Collected data
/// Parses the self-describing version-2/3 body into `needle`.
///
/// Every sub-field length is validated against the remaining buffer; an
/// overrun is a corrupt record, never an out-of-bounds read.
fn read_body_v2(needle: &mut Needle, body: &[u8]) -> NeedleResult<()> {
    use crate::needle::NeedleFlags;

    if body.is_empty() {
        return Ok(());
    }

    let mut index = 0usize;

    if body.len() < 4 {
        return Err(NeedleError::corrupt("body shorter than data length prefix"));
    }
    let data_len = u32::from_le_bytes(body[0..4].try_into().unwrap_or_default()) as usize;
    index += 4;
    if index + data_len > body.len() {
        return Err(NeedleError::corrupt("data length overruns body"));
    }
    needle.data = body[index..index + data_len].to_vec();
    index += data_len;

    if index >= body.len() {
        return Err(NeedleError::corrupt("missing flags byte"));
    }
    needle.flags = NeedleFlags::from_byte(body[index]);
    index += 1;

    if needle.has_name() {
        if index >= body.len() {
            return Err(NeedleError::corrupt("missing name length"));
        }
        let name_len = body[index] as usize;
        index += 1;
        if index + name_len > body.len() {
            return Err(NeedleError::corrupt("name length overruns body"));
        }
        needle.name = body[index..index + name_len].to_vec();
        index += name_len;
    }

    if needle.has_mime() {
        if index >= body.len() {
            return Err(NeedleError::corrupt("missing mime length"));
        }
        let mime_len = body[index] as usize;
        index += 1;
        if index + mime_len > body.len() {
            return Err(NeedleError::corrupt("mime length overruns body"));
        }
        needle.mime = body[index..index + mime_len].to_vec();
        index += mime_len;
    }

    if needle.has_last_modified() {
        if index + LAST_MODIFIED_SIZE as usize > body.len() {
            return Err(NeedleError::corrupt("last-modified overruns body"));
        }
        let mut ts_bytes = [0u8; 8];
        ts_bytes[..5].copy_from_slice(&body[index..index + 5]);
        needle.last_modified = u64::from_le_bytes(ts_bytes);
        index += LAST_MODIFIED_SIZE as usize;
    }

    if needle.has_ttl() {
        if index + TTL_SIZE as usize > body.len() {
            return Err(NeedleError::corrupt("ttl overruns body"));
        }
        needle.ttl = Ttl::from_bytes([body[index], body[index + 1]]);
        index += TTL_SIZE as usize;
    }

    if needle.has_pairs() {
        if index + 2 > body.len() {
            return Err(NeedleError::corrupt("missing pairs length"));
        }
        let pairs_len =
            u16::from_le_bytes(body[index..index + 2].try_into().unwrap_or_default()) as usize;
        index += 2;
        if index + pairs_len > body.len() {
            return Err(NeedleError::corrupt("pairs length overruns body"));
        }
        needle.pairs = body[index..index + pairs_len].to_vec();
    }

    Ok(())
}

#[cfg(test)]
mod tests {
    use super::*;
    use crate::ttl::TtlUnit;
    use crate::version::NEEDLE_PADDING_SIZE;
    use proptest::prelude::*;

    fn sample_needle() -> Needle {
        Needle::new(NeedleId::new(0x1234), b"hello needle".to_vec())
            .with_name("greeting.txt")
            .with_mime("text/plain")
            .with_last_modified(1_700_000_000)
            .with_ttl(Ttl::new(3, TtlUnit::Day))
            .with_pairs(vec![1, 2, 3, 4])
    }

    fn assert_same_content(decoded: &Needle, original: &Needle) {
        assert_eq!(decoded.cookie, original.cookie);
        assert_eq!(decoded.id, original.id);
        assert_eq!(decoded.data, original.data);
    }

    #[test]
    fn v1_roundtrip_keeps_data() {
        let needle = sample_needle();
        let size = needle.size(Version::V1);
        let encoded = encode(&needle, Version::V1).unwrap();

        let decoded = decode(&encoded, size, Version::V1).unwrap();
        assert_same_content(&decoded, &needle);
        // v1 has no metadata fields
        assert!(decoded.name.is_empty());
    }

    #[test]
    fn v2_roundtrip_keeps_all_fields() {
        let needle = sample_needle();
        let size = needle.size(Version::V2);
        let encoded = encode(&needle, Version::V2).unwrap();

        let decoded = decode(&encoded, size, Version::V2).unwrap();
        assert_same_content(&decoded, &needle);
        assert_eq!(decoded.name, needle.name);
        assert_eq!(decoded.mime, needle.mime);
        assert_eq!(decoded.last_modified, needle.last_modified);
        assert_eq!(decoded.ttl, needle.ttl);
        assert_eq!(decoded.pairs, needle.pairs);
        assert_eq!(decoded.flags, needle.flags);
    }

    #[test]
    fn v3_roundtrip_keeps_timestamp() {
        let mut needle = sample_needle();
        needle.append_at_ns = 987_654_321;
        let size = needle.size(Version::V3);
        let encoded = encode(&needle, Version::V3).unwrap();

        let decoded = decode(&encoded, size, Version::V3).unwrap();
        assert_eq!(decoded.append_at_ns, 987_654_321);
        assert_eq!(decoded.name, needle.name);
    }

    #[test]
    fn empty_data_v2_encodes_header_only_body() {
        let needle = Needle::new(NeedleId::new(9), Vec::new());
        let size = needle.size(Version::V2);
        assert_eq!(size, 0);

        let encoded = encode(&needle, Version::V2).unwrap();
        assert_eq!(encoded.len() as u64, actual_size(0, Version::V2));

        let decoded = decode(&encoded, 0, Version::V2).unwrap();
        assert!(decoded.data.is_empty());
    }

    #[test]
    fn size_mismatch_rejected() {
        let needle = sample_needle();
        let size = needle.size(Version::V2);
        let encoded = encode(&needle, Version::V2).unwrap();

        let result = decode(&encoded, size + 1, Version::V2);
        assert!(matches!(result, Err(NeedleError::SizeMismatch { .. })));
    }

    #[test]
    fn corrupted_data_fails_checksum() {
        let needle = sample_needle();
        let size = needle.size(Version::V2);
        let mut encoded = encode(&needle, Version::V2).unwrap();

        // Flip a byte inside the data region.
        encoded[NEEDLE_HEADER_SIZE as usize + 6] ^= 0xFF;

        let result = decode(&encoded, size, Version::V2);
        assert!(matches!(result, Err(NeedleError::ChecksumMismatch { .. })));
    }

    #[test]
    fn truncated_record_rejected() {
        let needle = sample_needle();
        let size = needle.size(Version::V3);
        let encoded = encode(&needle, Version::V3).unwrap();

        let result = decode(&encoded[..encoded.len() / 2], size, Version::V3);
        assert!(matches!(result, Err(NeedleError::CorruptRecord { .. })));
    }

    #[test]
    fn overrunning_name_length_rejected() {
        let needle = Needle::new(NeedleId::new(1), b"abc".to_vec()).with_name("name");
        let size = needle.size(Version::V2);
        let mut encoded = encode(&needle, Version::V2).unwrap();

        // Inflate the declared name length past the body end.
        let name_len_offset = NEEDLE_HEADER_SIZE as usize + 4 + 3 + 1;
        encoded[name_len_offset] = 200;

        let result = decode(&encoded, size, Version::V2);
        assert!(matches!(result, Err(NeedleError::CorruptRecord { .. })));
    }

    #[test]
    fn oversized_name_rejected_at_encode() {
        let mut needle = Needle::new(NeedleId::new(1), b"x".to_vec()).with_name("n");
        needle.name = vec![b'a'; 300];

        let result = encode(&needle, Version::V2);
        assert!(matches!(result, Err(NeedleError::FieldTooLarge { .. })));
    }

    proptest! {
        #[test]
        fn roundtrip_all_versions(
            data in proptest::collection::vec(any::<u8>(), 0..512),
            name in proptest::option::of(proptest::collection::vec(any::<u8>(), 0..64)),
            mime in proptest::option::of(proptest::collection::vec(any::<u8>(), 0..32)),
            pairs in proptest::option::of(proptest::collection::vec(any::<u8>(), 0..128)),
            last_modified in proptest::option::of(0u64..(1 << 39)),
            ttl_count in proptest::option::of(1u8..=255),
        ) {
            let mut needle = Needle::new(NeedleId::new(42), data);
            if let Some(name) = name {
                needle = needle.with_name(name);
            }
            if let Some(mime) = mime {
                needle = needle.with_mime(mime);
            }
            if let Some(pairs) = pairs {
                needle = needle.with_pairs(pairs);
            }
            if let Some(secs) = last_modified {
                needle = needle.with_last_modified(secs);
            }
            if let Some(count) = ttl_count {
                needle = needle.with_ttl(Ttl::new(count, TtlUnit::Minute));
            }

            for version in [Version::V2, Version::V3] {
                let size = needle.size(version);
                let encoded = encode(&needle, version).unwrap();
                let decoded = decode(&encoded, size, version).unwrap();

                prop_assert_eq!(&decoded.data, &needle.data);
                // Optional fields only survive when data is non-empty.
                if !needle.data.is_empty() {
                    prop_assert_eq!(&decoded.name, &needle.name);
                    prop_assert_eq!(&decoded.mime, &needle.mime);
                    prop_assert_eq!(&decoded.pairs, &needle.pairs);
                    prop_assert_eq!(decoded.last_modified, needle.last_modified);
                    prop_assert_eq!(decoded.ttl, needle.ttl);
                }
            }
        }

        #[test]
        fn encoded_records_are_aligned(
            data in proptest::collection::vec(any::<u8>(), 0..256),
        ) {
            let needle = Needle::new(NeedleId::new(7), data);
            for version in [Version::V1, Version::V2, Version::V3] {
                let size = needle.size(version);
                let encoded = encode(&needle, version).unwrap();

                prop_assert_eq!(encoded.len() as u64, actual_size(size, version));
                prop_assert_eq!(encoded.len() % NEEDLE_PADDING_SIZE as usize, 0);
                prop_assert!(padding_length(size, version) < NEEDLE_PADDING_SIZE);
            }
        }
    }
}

#### [ASSIGNED TASK]
For the word "Some", find all matching lines in the entries above and copy them out.

#### [SOLVED EXERCISE]
            if let Some(name) = name {
            if let Some(mime) = mime {
            if let Some(pairs) = pairs {
            if let Some(secs) = last_modified {
            if let Some(count) = ttl_count {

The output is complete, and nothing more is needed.